Paleoclimatology
The study of climates of the geological and historical past, reconstructed from natural archives to reveal how and why climate has changed before instruments existed.
Definition
Paleoclimatology is the scientific study of past climates and their causes, using natural recorders of climate, called proxies, to reconstruct conditions from times before instrumental measurements.
Scope
This area covers the reconstruction and interpretation of past climate, from the deep geological past through the ice ages to the last millennium. It treats the natural archives and proxies, such as ice cores, marine and lake sediments, tree rings, corals, and speleothems, that record past conditions; the orbital pacing of the glacial cycles; abrupt climate transitions; and how paleoclimate evidence constrains climate sensitivity and places present-day change in long-term context.
Sub-topics
Core questions
- How can past climate be reconstructed from natural archives?
- What paced the recurring ice ages?
- How abruptly has climate changed in the past?
- What does the deep past reveal about climate sensitivity and the present?
Key theories
- Proxy-based reconstruction
- Physical, chemical, and biological properties of natural archives respond to climate in calibrated ways, so measuring them allows quantitative reconstruction of past temperature, precipitation, and atmospheric composition.
- Orbital pacing of ice ages
- Slow changes in Earth's orbit alter the seasonal and latitudinal distribution of sunlight, pacing the growth and decay of ice sheets over tens of thousands of years.
Mechanisms
Natural archives accumulate layer by layer, locking in chemical and biological signals, such as isotope ratios, trapped gases, growth-band widths, and microfossil assemblages, that vary with climate.

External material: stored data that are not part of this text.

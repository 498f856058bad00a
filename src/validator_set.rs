//! Validator set: the sorted, versioned view of active validators the
//! consensus engine drives proposer rotation and signature quorum from.
//!
//! The set owns its own copy of each `Validator` it tracks, separate from
//! the staking manager's authoritative record — callers (the node wiring,
//! the slasher) push updates in via `add`/`replace_all` as staking state
//! changes, and `update_for_new_epoch` is the only place jailed entries and
//! stale power actually get swept out. This mirrors the reference's
//! `ValidatorSet.AddValidator`/`UpdateForNewEpoch` split.

use std::collections::{HashMap, HashSet};
use std::fmt;

use num_traits::Zero;

use crate::crypto::RecoverableSignature;
use crate::primitives::{amount_to_be_bytes, keccak256, zero_hash, Address, Amount, Hash};
use crate::types::Validator;

#[derive(Debug, Clone, Copy, PartialEq, Eq)]
pub enum ValidatorSetError {
    InsufficientVotingPower,
    InvalidSignature,
}

impl fmt::Display for ValidatorSetError {
    fn fmt(&self, f: &mut fmt::Formatter<'_>) -> fmt::Result {
        match self {
            ValidatorSetError::InsufficientVotingPower => write!(f, "insufficient voting power for quorum"),
            ValidatorSetError::InvalidSignature => write!(f, "signature did not recover to a valid signer"),
        }
    }
}

impl std::error::Error for ValidatorSetError {}

/// A point-in-time copy of the active set, used for restore and for
/// equality checks against a hash recorded elsewhere (e.g. a block header).
#[derive(Debug, Clone)]
pub struct ValidatorSetSnapshot {
    pub height: u64,
    pub validators: Vec<Validator>,
    pub hash: Hash,
}

pub struct ValidatorSet {
    max_validators: usize,
    validators: HashMap<Address, Validator>,
    /// Active (non-jailed), sorted descending by voting power, ascending by
    /// address on ties. The only source of determinism for proposer
    /// rotation and `hash()`.
    sorted: Vec<Address>,
    total_power: Amount,
}

impl ValidatorSet {
    pub fn new(max_validators: usize) -> Self {
        ValidatorSet {
            max_validators,
            validators: HashMap::new(),
            sorted: Vec::new(),
            total_power: Amount::zero(),
        }
    }

    /// Insert or overwrite the entry for `validator.address`, updating the
    /// running total and rebuilding the sorted view.
    pub fn add(&mut self, validator: Validator) {
        let addr = validator.address;
        if let Some(old) = self.validators.get(&addr) {
            self.total_power -= old.voting_power.clone();
        }
        self.total_power += validator.voting_power.clone();
        self.validators.insert(addr, validator);
        self.rebuild_sorted();
    }

    pub fn remove(&mut self, addr: &Address) {
        if let Some(old) = self.validators.remove(addr) {
            self.total_power -= old.voting_power;
            self.rebuild_sorted();
        }
    }

    /// Atomic reset to exactly `list`.
    pub fn replace_all(&mut self, list: Vec<Validator>) {
        self.validators.clear();
        self.total_power = Amount::zero();
        for v in list {
            self.total_power += v.voting_power.clone();
            self.validators.insert(v.address, v);
        }
        self.rebuild_sorted();
    }

    fn rebuild_sorted(&mut self) {
        let mut addrs: Vec<Address> = self
            .validators
            .values()
            .filter(|v| !v.jailed)
            .map(|v| v.address)
            .collect();
        addrs.sort_by(|a, b| {
            let va = &self.validators[a];
            let vb = &self.validators[b];
            vb.voting_power.cmp(&va.voting_power).then_with(|| a.cmp(b))
        });
        self.sorted = addrs;
    }

    /// `sorted[block_number mod len(sorted)]`, or `None` if the set is empty.
    pub fn get_proposer(&self, block_number: u64) -> Option<Validator> {
        if self.sorted.is_empty() {
            return None;
        }
        let idx = (block_number as usize) % self.sorted.len();
        self.validators.get(&self.sorted[idx]).cloned()
    }

    pub fn get_by_address(&self, addr: &Address) -> Option<Validator> {
        self.validators.get(addr).cloned()
    }

    pub fn total_voting_power(&self) -> Amount {
        self.total_power.clone()
    }

    pub fn len(&self) -> usize {
        self.validators.len()
    }

    pub fn is_empty(&self) -> bool {
        self.validators.is_empty()
    }

    /// `keccak256(concat(addr ∥ pubkey ∥ voting_power_be_bytes for v in sorted))`.
    /// An empty active list hashes to the zero hash.
    pub fn hash(&self) -> Hash {
        if self.sorted.is_empty() {
            return zero_hash();
        }
        let mut buf = Vec::new();
        for addr in &self.sorted {
            let v = &self.validators[addr];
            buf.extend_from_slice(addr.as_bytes());
            buf.extend_from_slice(&v.public_key);
            buf.extend_from_slice(&amount_to_be_bytes(&v.voting_power));
        }
        keccak256(&buf)
    }

    /// Drops jailed entries, truncates the active list to `max_validators`,
    /// and reconciles the mapping and running total to match exactly.
    pub fn update_for_new_epoch(&mut self) {
        let keep: Vec<Address> = self.sorted.iter().take(self.max_validators).cloned().collect();
        let keep_set: HashSet<Address> = keep.iter().cloned().collect();
        self.validators.retain(|addr, _| keep_set.contains(addr));
        self.total_power = self
            .validators
            .values()
            .fold(Amount::zero(), |acc, v| acc + v.voting_power.clone());
        self.sorted = keep;
    }

    /// Sums the voting power of signatures that recover to their claimed
    /// address and belong to a known validator, requiring strictly more
    /// than two-thirds of `total_power` (`3 * collected > 2 * total_power`).
    pub fn validate_signatures(
        &self,
        sigs: &HashMap<Address, RecoverableSignature>,
        hash: Hash,
    ) -> Result<(), ValidatorSetError> {
        let mut collected = Amount::zero();
        for (addr, sig) in sigs {
            let Some(v) = self.validators.get(addr) else { continue };
            let recovered = sig
                .recover_address(hash.as_fixed_bytes())
                .map_err(|_| ValidatorSetError::InvalidSignature)?;
            if recovered == *addr {
                collected += v.voting_power.clone();
            }
        }
        if Amount::from(3u32) * &collected > Amount::from(2u32) * &self.total_power {
            Ok(())
        } else {
            Err(ValidatorSetError::InsufficientVotingPower)
        }
    }

    pub fn snapshot(&self, height: u64) -> ValidatorSetSnapshot {
        ValidatorSetSnapshot {
            height,
            validators: self.validators.values().cloned().collect(),
            hash: self.hash(),
        }
    }

    pub fn restore(&mut self, snapshot: &ValidatorSetSnapshot) {
        self.replace_all(snapshot.validators.clone());
    }
}

#[cfg(test)]
mod tests {
    use super::*;
    use crate::types::ValidatorMetadata;

    fn validator(byte: u8, power: u64) -> Validator {
        Validator {
            address: Address::from_low_u64_be(byte as u64),
            public_key: vec![byte],
            voting_power: Amount::from(power),
            commission_bps: 0,
            jailed: false,
            jailed_until: 0,
            metadata: ValidatorMetadata::default(),
        }
    }

    #[test]
    fn proposer_rotates_round_robin_over_equal_power() {
        let mut set = ValidatorSet::new(125);
        set.add(validator(1, 100));
        set.add(validator(2, 100));
        set.add(validator(3, 100));

        let a = set.get_proposer(0).unwrap().address;
        let b = set.get_proposer(1).unwrap().address;
        let c = set.get_proposer(2).unwrap().address;
        let wrap = set.get_proposer(3).unwrap().address;

        assert_eq!(a, Address::from_low_u64_be(1));
        assert_eq!(b, Address::from_low_u64_be(2));
        assert_eq!(c, Address::from_low_u64_be(3));
        assert_eq!(wrap, a);
    }

    #[test]
    fn empty_set_hashes_to_zero() {
        let set = ValidatorSet::new(125);
        assert_eq!(set.hash(), zero_hash());
    }

    #[test]
    fn jailed_validators_are_excluded_from_rotation() {
        let mut set = ValidatorSet::new(125);
        set.add(validator(1, 100));
        let mut jailed = validator(2, 200);
        jailed.jailed = true;
        set.add(jailed);

        assert_eq!(set.get_proposer(0).unwrap().address, Address::from_low_u64_be(1));
        assert_eq!(set.get_proposer(1).unwrap().address, Address::from_low_u64_be(1));
    }

    #[test]
    fn update_for_new_epoch_drops_jailed_and_truncates() {
        let mut set = ValidatorSet::new(1);
        set.add(validator(1, 200));
        let mut jailed = validator(2, 500);
        jailed.jailed = true;
        set.add(jailed);
        set.add(validator(3, 100));

        set.update_for_new_epoch();

        assert_eq!(set.len(), 1);
        assert_eq!(set.total_voting_power(), Amount::from(200u32));
        assert!(set.get_by_address(&Address::from_low_u64_be(2)).is_none());
        assert!(set.get_by_address(&Address::from_low_u64_be(3)).is_none());
    }

    #[test]
    fn quorum_requires_strictly_more_than_two_thirds() {
        let mut set = ValidatorSet::new(125);
        set.add(validator(1, 100));
        set.add(validator(2, 100));
        set.add(validator(3, 100));
        // total_power = 300; exactly 200 (2/3) must fail, 201 must pass.
        let hash = keccak256(b"block");

        let mut sigs_short = HashMap::new();
        let key1 = crate::crypto::KeyPair::generate();
        let key2 = crate::crypto::KeyPair::generate();
        let mut set2 = ValidatorSet::new(125);
        set2.add(Validator { address: key1.address(), ..validator(1, 100) });
        set2.add(Validator { address: key2.address(), ..validator(2, 100) });
        set2.add(validator(3, 100));

        sigs_short.insert(key1.address(), key1.sign_prehash(hash.as_fixed_bytes()));
        assert_eq!(
            set2.validate_signatures(&sigs_short, hash),
            Err(ValidatorSetError::InsufficientVotingPower)
        );

        let mut sigs_enough = sigs_short;
        sigs_enough.insert(key2.address(), key2.sign_prehash(hash.as_fixed_bytes()));
        assert!(set2.validate_signatures(&sigs_enough, hash).is_ok());
    }

    #[test]
    fn snapshot_restore_round_trips_the_hash() {
        let mut set = ValidatorSet::new(125);
        set.add(validator(1, 100));
        set.add(validator(2, 200));
        let snap = set.snapshot(10);
        let hash_before = set.hash();

        set.add(validator(3, 900));
        assert_ne!(set.hash(), hash_before);

        set.restore(&snap);
        assert_eq!(set.hash(), hash_before);
        assert_eq!(set.hash(), snap.hash);
    }
}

By dating these archives and calibrating the proxies against modern observations, paleoclimatologists reconstruct past temperature, ice volume, and greenhouse gas concentrations, and they relate the changes to orbital forcing, volcanic and solar variations, and internal feedbacks.
Clinical relevance
Paleoclimate records reveal the full range of natural climate variability, provide independent constraints on climate sensitivity, and show that present-day greenhouse concentrations and rates of change are unusual in the context of the recent geological past.
Evidence & guidelines
The IPCC Sixth Assessment Report draws on paleoclimate evidence to bound climate sensitivity, to show that recent global temperatures and carbon dioxide levels are exceptional over hundreds of thousands to millions of years, and to inform projections of future change.
History
Recognition of past ice ages in the nineteenth century launched the study of past climates, Milankovitch quantified the orbital theory in the early twentieth century, and the mid-twentieth-century advent of isotope analysis of deep-sea cores and ice cores transformed paleoclimatology into a quantitative science.
Debates
- Drivers of glacial terminations
- How orbital forcing, greenhouse gases, ocean circulation, and ice-sheet feedbacks combine to end ice ages, and which dominates, remains an active question.
Key figures
- Raymond Bradley
- Milutin Milankovitch
- Wallace Broecker
- Nicholas Shackleton
Related topics
Seminal works
- bradley2015
- cronin2010
Frequently asked questions
- How do scientists know about climates before thermometers?
- They read natural archives such as ice cores, tree rings, and sediments, whose chemical and biological signals act as proxies for past temperature, rainfall, and atmospheric composition.
- Why does the distant past matter for today's climate?
- Past climates show how sensitive the system is to changes in greenhouse gases and orbital forcing, giving independent checks on projections and showing that current changes are unusual.